*Requirement*:
All entries given below are to be returned word for word.

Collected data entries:
────────────────────────────────────────
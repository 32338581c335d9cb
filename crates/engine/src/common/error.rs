//! Engine error definitions.
//!
//! The arithmetic itself carries no error channel: overflow and underflow
//! resolve silently by clamping, observable only through the advisory
//! overflow output and the statistics counters. The errors here cover the
//! surrounding machinery (configuration parsing).

use thiserror::Error;

/// Errors reported by the engine's fallible APIs.
#[derive(Debug, Error)]
pub enum EngineError {
    /// A configuration document failed to parse.
    #[error("invalid configuration: {0}")]
    Config(#[source] serde_json::Error),
    /// A statistics report failed to serialize.
    #[error("report serialization failed: {0}")]
    Report(#[source] serde_json::Error),
}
────────────────────────────────────────
*Solution*:
repository 32338581c335d9cb
filename crates/engine/src/common/error.rs
//! Engine error definitions.
//!
//! The arithmetic itself carries no error channel: overflow and underflow
//! resolve silently by clamping, observable only through the advisory
//! overflow output and the statistics counters. The errors here cover the
//! surrounding machinery (configuration parsing).

use thiserror::Error;

/// Errors reported by the engine's fallible APIs.
#[derive(Debug, Error)]
pub enum EngineError {
    /// A configuration document failed to parse.
    #[error("invalid configuration: {0}")]
    Config(#[source] serde_json::Error),
    /// A statistics report failed to serialize.
    #[error("report serialization failed: {0}")]
    Report(#[source] serde_json::Error),
}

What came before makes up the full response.